Frederick Bryant Esmelton, known as Fred Esmelton (born Frederick Batty Green Bryant; June 22, 1872 - October 23, 1933) was an Australian-born American film actor, as well as a stage actor and director. He appeared in 30 films, usually in supporting roles, between the years 1916 and 1931. He was born in Melbourne, Victoria and died in Los Angeles, California.

==Career==

According to census documents, he was born in Victoria, Australia, the son of Robert Chapple Bryant. On his 1922 American naturalization documents, Esmelton's birth name was listed as Frederick Batty Green Bryant, and when he established residence in the United States, he sometimes used the name Frederick Esmelton Bryant. Sometime in the mid-1920s, he legally changed his name to Frederick Bryant Esmelton. While best known as a silent film actor, he also performed in numerous stage plays, especially on the west coast. For example, beginning in 1903, he led a troupe in Portland, Oregon, where he portrayed a number of roles for several years. But Esmelton was not just a stage actor: he was a frequent director of stage plays. In fact, when he worked for the Bijou Stock Company, one New Haven, Connecticut theater critic said he was "one of the ablest stage directors ever known in the field of stock work." And Esmelton also served as the manager of an acting troupe based in Pittsburgh, Pennsylvania. Among the up-and-coming film stars who got their start working for him in Pittsburgh was Richard Dix. Esmelton frequently returned to his native Australia to perform in stage plays, some of which he produced. And during the first World War, he was in a theater company sponsored by the Knights of Columbus that volunteered to go and entertain the troops in France. While he was seldom cast in a starring role during his silent film career, he became known as a versatile supporting actor, for which he was often praised by critics.

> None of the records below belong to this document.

impl SurveyWizard {
    /// Create a wizard, resuming persisted state when a usable snapshot
    /// exists.
    ///
    /// A completed-result snapshot takes precedence (the user sees their
    /// result again, without recomputation). A corrupt or version-
    /// mismatched snapshot of either kind is treated as absent.
    pub fn resume_or_new(
        definition: SurveyDefinition,
        store: Arc<dyn KeyValueStore>,
        flags: Arc<dyn CompletionFlags>,
    ) -> Self {
        let mut wizard = Self {
            session_id: uuid::Uuid::new_v4().to_string(),
            started_at: Utc::now(),
            branch: None,
            answers: AnswerMap::new(),
            step_index: 0,
            state: WizardState::InModule(0),
            invalid: BTreeSet::new(),
            scroll_to_top: true,
            result: None,
            definition,
            store,
            flags,
        };

        if let Some(stored) = wizard.load_stored_result() {
            wizard.session_id = stored.session_id;
            wizard.result = Some(stored.result);
            wizard.state = WizardState::ResultShown;
            return wizard;
        }

        if let Some(snapshot) = wizard.load_progress_snapshot() {
            wizard.session_id = snapshot.session_id;
            wizard.started_at = snapshot.started_at;
            wizard.branch = snapshot.branch;
            wizard.answers = snapshot.answers;
            wizard.step_index = snapshot.step_index;
            debug!(
                survey = %wizard.definition.id,
                step = wizard.step_index,
                answers = wizard.answers.len(),
                "resumed in-progress survey"
            );
        }

        wizard.state = wizard.initial_or_resumed_state();
        wizard
    }

    fn initial_or_resumed_state(&self) -> WizardState {
        if self.definition.branch.is_some() && self.branch.is_none() {
            WizardState::BranchSelection
        } else {
            let last = self.active_modules().len().saturating_sub(1);
            WizardState::InModule(self.step_index.min(last))
        }
    }

    fn progress_key(&self) -> String {
        format!("progress:{}", self.definition.id)
    }

    fn result_key(&self) -> String {
        format!("result:{}", self.definition.id)
    }

    fn load_progress_snapshot(&self) -> Option<ProgressSnapshot> {
        let json = self.store.get(&self.progress_key()).ok()??;
        match serde_json::from_str::<ProgressSnapshot>(&json) {
            Ok(s) if s.version == SNAPSHOT_VERSION => Some(s),
            Ok(s) => {
                warn!(
                    survey = %self.definition.id,
                    found = s.version,
                    expected = SNAPSHOT_VERSION,
                    "snapshot version mismatch, starting fresh"
                );
                None
            }
            Err(e) => {
                warn!(survey = %self.definition.id, error = %e, "snapshot unreadable, starting fresh");
                None
            }
        }
    }

    fn load_stored_result(&self) -> Option<StoredResult> {
        let json = self.store.get(&self.result_key()).ok()??;
        match serde_json::from_str::<StoredResult>(&json) {
            Ok(r) if r.version == SNAPSHOT_VERSION => Some(r),
            _ => None,
        }
    }

    /// Write the progress snapshot. Fire-and-forget: failures are logged.
    fn persist_progress(&self) {
        let snapshot = ProgressSnapshot {
            version: SNAPSHOT_VERSION,
            session_id: self.session_id.clone(),
            started_at: self.started_at,
            branch: self.branch.clone(),
            answers: self.answers.clone(),
            step_index: self.step_index,
        };
        match serde_json::to_string(&snapshot) {
            Ok(json) => {
                if let Err(e) = self.store.set(&self.progress_key(), &json) {
                    warn!(survey = %self.definition.id, error = %e, "progress persist failed");
                }
            }
            Err(e) => warn!(survey = %self.definition.id, error = %e, "snapshot encode failed"),
        }
    }

    // ── Queries ──────────────────────────────────────────────────────

    pub fn state(&self) -> WizardState {
        self.state
    }

    pub fn definition(&self) -> &SurveyDefinition {
        &self.definition
    }

    pub fn session_id(&self) -> &str {
        &self.session_id
    }

    pub fn branch(&self) -> Option<&str> {
        self.branch.as_deref()
    }

    pub fn answers(&self) -> &AnswerMap {
        &self.answers
    }

    /// Modules active for this session's branch choice.
    pub fn active_modules(&self) -> Vec<&Module> {
        self.definition.active_modules(self.branch.as_deref())
    }

    /// The module for the current step, when in one.
    pub fn current_module(&self) -> Option<&Module> {
        match self.state {
            WizardState::InModule(i) => self.active_modules().get(i).copied(),
            _ => None,
        }
    }

    /// Question ids flagged by the last refused advance/submit.
    pub fn invalid_questions(&self) -> &BTreeSet<QuestionId> {
        &self.invalid
    }

    /// The computed result, when shown.
    pub fn result(&self) -> Option<&SurveyResult> {
        self.result.as_ref()
    }

    /// Read and clear the "scroll to top of step" presentation intent.
    pub fn take_scroll_intent(&mut self) -> bool {
        std::mem::take(&mut self.scroll_to_top)
    }

    pub fn progress_report(&self) -> WizardProgressReport {
        WizardProgressReport {
            survey_id: self.definition.id.clone(),
            session_id: self.session_id.clone(),
            started_at: self.started_at,
            state: self.state.name().to_string(),
            step_index: match self.state {
                WizardState::InModule(i) => Some(i),
                _ => None,
            },
            total_steps: self.active_modules().len(),
            answered_questions: self.answers.len(),
            is_complete: matches!(self.state, WizardState::ResultShown),
        }
    }

    // ── Commands ─────────────────────────────────────────────────────

    /// Record the upfront branch choice.
    ///
    /// Switching module sets discards prior answers by design: the
    /// answer map is reset to empty. The choice is immutable until
    /// `reset()`.
    pub fn choose_branch(&mut self, choice: &str) -> Result<(), WizardError> {
        let Some(gate) = &self.definition.branch else {
            return Err(WizardError::InvalidState {
                state: self.state.name().to_string(),
            });
        };
        if self.branch.is_some() {
            return Err(WizardError::BranchAlreadyChosen);
        }
        if !matches!(self.state, WizardState::BranchSelection) {
            return Err(WizardError::InvalidState {
                state: self.state.name().to_string(),
            });
        }
        if !gate.accepts(choice) {
            return Err(WizardError::UnknownBranch(choice.to_string()));
        }

        self.branch = Some(choice.to_string());
        self.answers.clear();
        self.invalid.clear();
        self.step_index = 0;
        self.state = WizardState::InModule(0);
        self.scroll_to_top = true;
        self.persist_progress();
        Ok(())
    }

    /// Insert or overwrite the answer for a question.
    ///
    /// The only mutation path for question data. Clears the question's
    /// invalid marker; has no other validation side effects. Ranked
    /// answers are truncated to the configured rank count here, so
    /// validation never sees an over-long ranking.
    pub fn set_answer(&mut self, question_id: &str, mut value: AnswerValue) -> Result<(), WizardError> {
        if !matches!(self.state, WizardState::InModule(_)) {
            return Err(WizardError::InvalidState {
                state: self.state.name().to_string(),
            });
        }

        if let (Some(question), AnswerValue::Ranked(keys)) =
            (self.definition.find_question(question_id), &mut value)
        {
            if let QuestionKind::RankedChoice { rank_count, .. } = &question.kind {
                keys.truncate(*rank_count);
            }
        }

        self.answers.insert(question_id.to_string(), value);
        self.invalid.remove(question_id);
        self.persist_progress();
        Ok(())
    }

    /// Move one step forward after validating the current step.
    ///
    /// On validation failure the transition is refused, the invalid
    /// question ids are recorded for highlighting, and an incomplete-step
    /// error is returned.
    pub fn advance(&mut self) -> Result<(), WizardError> {
        let WizardState::InModule(index) = self.state else {
            return Err(WizardError::InvalidState {
                state: self.state.name().to_string(),
            });
        };

        self.validate_current(index)?;

        if index + 1 >= self.active_modules().len() {
            return Err(WizardError::AtFinalStep);
        }

        self.step_index = index + 1;
        self.state = WizardState::InModule(self.step_index);
        self.scroll_to_top = true;
        self.persist_progress();
        Ok(())
    }

    /// Move one step back. Never validates; a user may always go back.
    /// A no-op on the first step.
    pub fn retreat(&mut self) -> Result<(), WizardError> {
        let WizardState::InModule(index) = self.state else {
            return Err(WizardError::InvalidState {
                state: self.state.name().to_string(),
            });
        };
        if index == 0 {
            return Ok(());
        }

        self.step_index = index - 1;
        self.state = WizardState::InModule(self.step_index);
        self.invalid.clear();
        self.scroll_to_top = true;
        self.persist_progress();
        Ok(())
    }

    fn validate_current(&mut self, index: usize) -> Result<(), WizardError> {
        let invalid = match self.active_modules().get(index) {
            Some(module) => validate_step(module, &self.answers),
            None => BTreeSet::new(),
        };
        if invalid.is_empty() {
            self.invalid.clear();
            Ok(())
        } else {
            self.invalid = invalid.clone();
            Err(WizardError::IncompleteStep { invalid })
        }
    }

    /// Validate the final step, wait out the simulated analysis latency,
    /// score the answers, persist the result, flip the completion flag
    /// and show the result.
    ///
    /// Cancel-safe: nothing is persisted or mutated durably before the
    /// latency wait completes, and dropping the future mid-wait restores
    /// the in-memory state to `InModule(index)`, so a timed-out or
    /// abandoned submission can be retried directly.
    pub async fn submit(&mut self) -> Result<SurveyResult, WizardError> {
        let WizardState::InModule(index) = self.state else {
            return Err(WizardError::InvalidState {
                state: self.state.name().to_string(),
            });
        };
        if index + 1 != self.active_modules().len() {
            return Err(WizardError::InvalidState {
                state: self.state.name().to_string(),
            });
        }

        self.validate_current(index)?;

        {
            let mut guard = AnalyzingGuard {
                state: &mut self.state,
                restore: WizardState::InModule(index),
                completed: false,
            };
            *guard.state = WizardState::Analyzing;
            tokio::time::sleep(Duration::from_millis(self.definition.analysis_delay_ms)).await;
            guard.completed = true;
        }

        let scoring_answers = self.answers_for_scoring();
        let result = compute_result(&self.definition.id, &scoring_answers, &self.definition.scoring);

        let stored = StoredResult {
            version: SNAPSHOT_VERSION,
            session_id: self.session_id.clone(),
            completed_at: Utc::now(),
            result: result.clone(),
        };
        match serde_json::to_string(&stored) {
            Ok(json) => {
                if let Err(e) = self.store.set(&self.result_key(), &json) {
                    warn!(survey = %self.definition.id, error = %e, "result persist failed");
                }
            }
            Err(e) => warn!(survey = %self.definition.id, error = %e, "result encode failed"),
        }
        if let Err(e) = self.store.remove(&self.progress_key()) {
            warn!(survey = %self.definition.id, error = %e, "progress cleanup failed");
        }
        if let Err(e) = self.flags.set_complete(&self.definition.id, true) {
            warn!(survey = %self.definition.id, error = %e, "completion flag set failed");
        }

        debug!(survey = %self.definition.id, primary = %result.primary_archetype(), "survey submitted");
        self.result = Some(result.clone());
        self.state = WizardState::ResultShown;
        Ok(result)
    }

    /// Answers handed to the scoring engine.
    ///
    /// For instances with the fill rule, questions of branch-excluded
    /// modules are defaulted to zero-contribution values so the engine's
    /// silent-skip totality is not relied on implicitly.
    fn answers_for_scoring(&self) -> AnswerMap {
        let mut answers = self.answers.clone();
        if !self.definition.fill_skipped_defaults {
            return answers;
        }
        for module in self.definition.excluded_modules(self.branch.as_deref()) {
            for question in &module.questions {
                let default = match &question.kind {
                    QuestionKind::SingleChoice { .. } => AnswerValue::Choice(String::new()),
                    QuestionKind::FreeText { .. } => AnswerValue::Text(String::new()),
                    QuestionKind::MultiChoice { .. } => AnswerValue::Selections(Vec::new()),
                    QuestionKind::RankedChoice { .. } => AnswerValue::Ranked(Vec::new()),
                    QuestionKind::RatedMultiSelect { .. } => AnswerValue::Rated(Vec::new()),
                };
                answers.insert(question.id.clone(), default);
            }
        }
        answers
    }

    /// Clear persisted progress and result, un-set the completion flag,
    /// and return to the initial state with a fresh session.
    pub fn reset(&mut self) {
        if let Err(e) = self.store.remove(&self.progress_key()) {
            warn!(survey = %self.definition.id, error = %e, "progress removal failed");
        }
        if let Err(e) = self.store.remove(&self.result_key()) {
            warn!(survey = %self.definition.id, error = %e, "result removal failed");
        }
        if let Err(e) = self.flags.set_complete(&self.definition.id, false) {
            warn!(survey = %self.definition.id, error = %e, "completion flag clear failed");
        }

        self.session_id = uuid::Uuid::new_v4().to_string();
        self.started_at = Utc::now();
        self.branch = None;
        self.answers.clear();
        self.invalid.clear();
        self.step_index = 0;
        self.result = None;
        self.scroll_to_top = true;
        self.state = if self.definition.branch.is_some() {
            WizardState::BranchSelection
        } else {
            WizardState::InModule(0)
        };
    }
}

Esmelton was married several times. One of his wives was silent film actress Jewel Power (real name: Louise Power), with whom he had acted when both were in the Baker Stock Company in Portland, Oregon. After they divorced, he married Shakespearean actress Mary Hall, whose career he had managed while they worked in Pittsburgh.

In addition to his acting career, in 1925, Esmelton was among the eight actors who founded the Masquers, a club where actors and directors could gather and fraternize. It remained in operation for more than six decades. He helped to arrange its early events and was the club's first manager. In his later years, in semi-retirement, Esmelton owned and operated a successful catering business in Hollywood, whose clients included some of the film studios where he had worked. He died in Los Angeles in October 1933, at the age of 61.

==Partial filmography==
- The Law of Compensation (1917)
- Come Out of the Kitchen (1919)
- The Avalanche (1919)
- The Misleading Widow (1919)
- Dulcy (1923)
- Can a Woman Love Twice? (1923)
- Boston Blackie (1923)
- Conductor 1492 (1924)
- Lady of the Night (1925)
- Raffles, the Amateur Cracksman (1925)
- Red Hot Tires (1925)
- California Straight Ahead (1925)
- Smooth as Satin (1925)
- Kid Boots (1926)
- The Winning of Barbara Worth (1926)
- The Chinese Parrot (1927)
- The Shield of Honor (1927)
- The Gay Defender (1927)
- Lonesome (1928)
- The Michigan Kid (1928)
- Romance of a Rogue (1928)
- The Baby Cyclone (1928)
- Born to Love (1931)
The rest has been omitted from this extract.